┌──

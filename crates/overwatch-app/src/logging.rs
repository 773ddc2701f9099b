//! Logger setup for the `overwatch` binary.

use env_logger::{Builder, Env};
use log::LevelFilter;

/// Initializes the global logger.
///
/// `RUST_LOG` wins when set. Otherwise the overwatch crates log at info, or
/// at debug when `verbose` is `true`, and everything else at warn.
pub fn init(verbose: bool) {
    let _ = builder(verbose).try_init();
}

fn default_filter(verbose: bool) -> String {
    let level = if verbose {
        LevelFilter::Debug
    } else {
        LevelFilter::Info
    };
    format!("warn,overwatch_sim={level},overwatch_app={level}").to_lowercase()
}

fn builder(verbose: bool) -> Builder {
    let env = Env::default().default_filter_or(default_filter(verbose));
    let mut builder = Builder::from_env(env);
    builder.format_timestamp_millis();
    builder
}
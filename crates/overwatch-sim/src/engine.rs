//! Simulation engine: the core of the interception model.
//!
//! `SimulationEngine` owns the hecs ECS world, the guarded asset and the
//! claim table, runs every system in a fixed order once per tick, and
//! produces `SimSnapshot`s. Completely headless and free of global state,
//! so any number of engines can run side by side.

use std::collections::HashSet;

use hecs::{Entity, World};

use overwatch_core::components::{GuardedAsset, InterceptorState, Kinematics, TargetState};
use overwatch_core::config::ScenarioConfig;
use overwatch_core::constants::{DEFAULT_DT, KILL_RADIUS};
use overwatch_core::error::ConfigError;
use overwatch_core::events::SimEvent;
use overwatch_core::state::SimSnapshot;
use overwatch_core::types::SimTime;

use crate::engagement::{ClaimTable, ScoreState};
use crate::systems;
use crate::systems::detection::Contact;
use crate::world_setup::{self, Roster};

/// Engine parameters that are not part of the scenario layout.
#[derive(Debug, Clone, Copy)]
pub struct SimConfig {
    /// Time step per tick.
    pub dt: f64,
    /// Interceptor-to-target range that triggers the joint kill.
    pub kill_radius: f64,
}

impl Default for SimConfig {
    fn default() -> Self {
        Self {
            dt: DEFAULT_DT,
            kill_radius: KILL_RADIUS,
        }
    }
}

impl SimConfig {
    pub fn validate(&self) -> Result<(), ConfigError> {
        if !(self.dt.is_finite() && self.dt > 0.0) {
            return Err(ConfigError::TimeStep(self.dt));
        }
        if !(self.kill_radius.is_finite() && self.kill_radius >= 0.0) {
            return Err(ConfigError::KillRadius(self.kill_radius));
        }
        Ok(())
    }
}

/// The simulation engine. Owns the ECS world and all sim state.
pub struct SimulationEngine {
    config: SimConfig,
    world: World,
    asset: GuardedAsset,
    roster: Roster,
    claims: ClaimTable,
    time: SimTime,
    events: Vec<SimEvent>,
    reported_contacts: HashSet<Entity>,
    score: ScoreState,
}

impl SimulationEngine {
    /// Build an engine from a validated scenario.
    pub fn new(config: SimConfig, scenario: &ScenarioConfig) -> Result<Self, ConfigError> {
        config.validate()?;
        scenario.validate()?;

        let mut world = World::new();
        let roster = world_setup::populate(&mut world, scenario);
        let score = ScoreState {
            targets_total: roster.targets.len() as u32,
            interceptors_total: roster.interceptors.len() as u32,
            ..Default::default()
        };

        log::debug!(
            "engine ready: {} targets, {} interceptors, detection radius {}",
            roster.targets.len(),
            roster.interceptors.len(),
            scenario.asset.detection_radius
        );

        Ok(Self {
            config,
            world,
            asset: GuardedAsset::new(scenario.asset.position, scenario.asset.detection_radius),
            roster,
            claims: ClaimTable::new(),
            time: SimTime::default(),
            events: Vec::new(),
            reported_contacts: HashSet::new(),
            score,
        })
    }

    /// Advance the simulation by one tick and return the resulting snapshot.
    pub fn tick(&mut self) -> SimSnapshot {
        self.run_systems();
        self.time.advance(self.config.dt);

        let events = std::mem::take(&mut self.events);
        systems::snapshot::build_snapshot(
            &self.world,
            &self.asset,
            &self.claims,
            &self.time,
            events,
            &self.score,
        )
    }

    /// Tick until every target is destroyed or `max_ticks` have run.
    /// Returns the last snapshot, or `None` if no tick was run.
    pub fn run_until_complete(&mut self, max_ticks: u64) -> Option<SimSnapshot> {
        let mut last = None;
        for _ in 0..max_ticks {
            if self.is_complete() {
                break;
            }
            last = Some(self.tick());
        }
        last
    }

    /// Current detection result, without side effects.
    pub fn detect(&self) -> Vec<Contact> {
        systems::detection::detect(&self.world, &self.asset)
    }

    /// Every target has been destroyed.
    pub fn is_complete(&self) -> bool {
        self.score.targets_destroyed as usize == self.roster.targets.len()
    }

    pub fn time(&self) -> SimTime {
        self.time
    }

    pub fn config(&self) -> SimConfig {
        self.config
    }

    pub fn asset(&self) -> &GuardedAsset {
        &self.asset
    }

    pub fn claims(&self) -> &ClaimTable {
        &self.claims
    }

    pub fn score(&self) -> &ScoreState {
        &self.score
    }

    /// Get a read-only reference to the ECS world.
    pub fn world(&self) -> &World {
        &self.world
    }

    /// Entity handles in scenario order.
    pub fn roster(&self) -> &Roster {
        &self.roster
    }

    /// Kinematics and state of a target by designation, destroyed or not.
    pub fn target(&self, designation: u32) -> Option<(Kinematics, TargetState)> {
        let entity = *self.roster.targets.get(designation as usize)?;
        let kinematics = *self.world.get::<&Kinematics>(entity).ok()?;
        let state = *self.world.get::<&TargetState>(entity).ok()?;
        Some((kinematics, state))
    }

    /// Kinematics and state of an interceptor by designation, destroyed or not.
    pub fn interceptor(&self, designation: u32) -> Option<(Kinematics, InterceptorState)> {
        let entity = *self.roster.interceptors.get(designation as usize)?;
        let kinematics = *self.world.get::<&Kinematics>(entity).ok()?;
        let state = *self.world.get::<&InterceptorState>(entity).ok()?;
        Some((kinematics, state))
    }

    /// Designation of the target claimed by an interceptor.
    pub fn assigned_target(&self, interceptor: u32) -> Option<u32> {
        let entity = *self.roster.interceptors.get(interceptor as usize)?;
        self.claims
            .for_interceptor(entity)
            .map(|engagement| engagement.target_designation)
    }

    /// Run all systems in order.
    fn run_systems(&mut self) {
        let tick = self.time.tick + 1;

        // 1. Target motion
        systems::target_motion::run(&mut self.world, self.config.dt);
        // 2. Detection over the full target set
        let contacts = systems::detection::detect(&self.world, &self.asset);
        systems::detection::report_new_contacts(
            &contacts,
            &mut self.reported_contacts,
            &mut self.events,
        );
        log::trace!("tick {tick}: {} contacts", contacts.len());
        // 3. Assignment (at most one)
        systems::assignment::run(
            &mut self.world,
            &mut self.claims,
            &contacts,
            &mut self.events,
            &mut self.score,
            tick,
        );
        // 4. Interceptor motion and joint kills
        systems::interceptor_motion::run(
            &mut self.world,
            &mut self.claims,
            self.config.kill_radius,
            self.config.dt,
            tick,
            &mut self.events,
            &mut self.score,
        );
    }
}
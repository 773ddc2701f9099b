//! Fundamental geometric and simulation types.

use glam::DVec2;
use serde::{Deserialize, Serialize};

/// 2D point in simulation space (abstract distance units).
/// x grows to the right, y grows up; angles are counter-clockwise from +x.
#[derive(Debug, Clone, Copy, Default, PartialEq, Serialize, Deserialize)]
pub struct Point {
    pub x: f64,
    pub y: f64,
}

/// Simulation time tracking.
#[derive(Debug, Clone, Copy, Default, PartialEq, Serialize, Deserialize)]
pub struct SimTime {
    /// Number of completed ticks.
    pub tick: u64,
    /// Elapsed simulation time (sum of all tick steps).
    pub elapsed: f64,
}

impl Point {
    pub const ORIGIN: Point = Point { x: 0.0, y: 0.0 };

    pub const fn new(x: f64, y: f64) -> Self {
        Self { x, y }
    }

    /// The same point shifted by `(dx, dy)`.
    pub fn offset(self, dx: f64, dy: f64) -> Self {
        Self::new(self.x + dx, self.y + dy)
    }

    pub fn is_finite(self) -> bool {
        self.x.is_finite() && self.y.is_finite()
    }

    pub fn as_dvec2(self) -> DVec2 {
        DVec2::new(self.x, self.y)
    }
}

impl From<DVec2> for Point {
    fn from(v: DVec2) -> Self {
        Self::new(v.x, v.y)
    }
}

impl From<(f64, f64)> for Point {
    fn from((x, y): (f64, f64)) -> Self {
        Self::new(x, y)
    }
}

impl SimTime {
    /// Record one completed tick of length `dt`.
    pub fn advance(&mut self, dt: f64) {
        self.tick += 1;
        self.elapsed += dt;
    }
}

└──

** Directions **
Copy every line of the entries above in which "warn" occurs.

** Output for this exercise **
/// at debug when `verbose` is `true`, and everything else at warn.
    format!("warn,overwatch_sim={level},overwatch_app={level}").to_lowercase()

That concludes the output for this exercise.